The older I get, the more I see the importance of taking the time to check myself. It’s necessary. No matter how often you do it, or what you might call it, you need to take the time to evaluate yourself and make the necessary changes. Sometimes it’s hard to see our own faults and to own them and to change what’s wrong. I realized that the image I was presenting to the world wasn’t the one I wanted my daughter to imitate. I didn't really like how I was showing up.

I am not happy and I haven’t been for a very long time. My self-esteem and self-confidence are kind of low right now. I get mad quickly, and I gossip a little too much. I could go on, but the point is, I see these things that I don't like. I need to correct them. I even had to think about some of the things that I post on social media. I need to get back to who I was. Even if I have to remove some people or things from my life in order to become the best possible version of me.

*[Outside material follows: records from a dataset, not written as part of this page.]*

//! Optional visualization sinks.

#[cfg(feature = "rerun")]
pub mod rerun;

#[cfg(feature = "rerun")]
pub use self::rerun::RerunSink;
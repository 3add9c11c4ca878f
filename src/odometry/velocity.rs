//! Twist derivation from consecutive successful frames.

use nalgebra::{Matrix6, Vector3};

use crate::geometry::{SE3, SensorMount};

/// Linear and angular velocity of the base, in the base frame.
#[derive(Debug, Clone, PartialEq)]
pub struct Twist {
    /// m/s
    pub linear: Vector3<f64>,
    /// rad/s, as rotation axis times angle over elapsed time.
    pub angular: Vector3<f64>,
    /// Ordered (linear xyz, angular xyz).
    pub covariance: Matrix6<f64>,
}

impl Twist {
    /// Velocity from a base-frame motion over `dt_s` seconds.
    ///
    /// The covariance is the motion covariance transposed into twist
    /// ordering, not scaled by `dt²`.
    pub fn from_base_motion(base_motion: &SE3, covariance: &Matrix6<f64>, dt_s: f64) -> Self {
        let (axis, angle) = base_motion.axis_angle();
        Self {
            linear: base_motion.translation / dt_s,
            angular: axis * angle / dt_s,
            covariance: covariance.transpose(),
        }
    }
}

/// Tracks the stamp of the last successful estimate and turns frame motion
/// into a twist when a valid previous sample exists.
#[derive(Debug, Clone, Default)]
pub struct VelocityEstimator {
    /// Stamp (ns) of the last successful update. `None` disables velocity
    /// on the next success; a zero stamp is never stored.
    last_stamp_ns: Option<u64>,
}

impl VelocityEstimator {
    pub fn new() -> Self {
        Self::default()
    }

    pub fn last_stamp_ns(&self) -> Option<u64> {
        self.last_stamp_ns
    }

    /// Seconds since the last successful update, if positive.
    pub fn elapsed_s(&self, stamp_ns: u64) -> Option<f64> {
        let last = self.last_stamp_ns?;
        (stamp_ns > last).then(|| (stamp_ns - last) as f64 * 1e-9)
    }

    /// Record a successful frame and derive the twist spanning it.
    ///
    /// `sensor_motion` is the processor's frame-to-frame camera motion; it is
    /// moved into the base frame with the current mounting.
    pub fn update(
        &mut self,
        stamp_ns: u64,
        mount: &SensorMount,
        sensor_motion: &SE3,
        covariance: &Matrix6<f64>,
    ) -> Option<Twist> {
        let twist = self.elapsed_s(stamp_ns).map(|dt| {
            let base_motion = mount.sensor_motion_to_base(sensor_motion);
            Twist::from_base_motion(&base_motion, covariance, dt)
        });
        // Zero is the unset stamp: nothing to measure the next frame against.
        self.last_stamp_ns = (stamp_ns != 0).then_some(stamp_ns);
        twist
    }

    /// Forget the previous sample so no velocity spans a gap.
    pub fn invalidate(&mut self) {
        self.last_stamp_ns = None;
    }
}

I have to redirect my focus and find my passion and my purpose. Even before the cancer and the care-giving, I was not a priority. Somewhere along the line, I lost myself. I really need to find her and put her back together, but better. I'm learning to be critical but loving when I'm dealing with not only myself, but others. Sometimes we can be our harshest critics. Being overly critical doesn't serve us well.

I want to make sure that I the person I present to the world is the type of woman I want Aryn to be. Although she will be her own person, she will be a reflection of me. I also want Rahmil and Rahsaan to also be proud of me. I want them to see that I did not allow my circumstances, no matter how painful, to destroy me. I have been doing ALLOT of praying for help with this. I am totally a work in progress. I can’t wait to see how I turn out!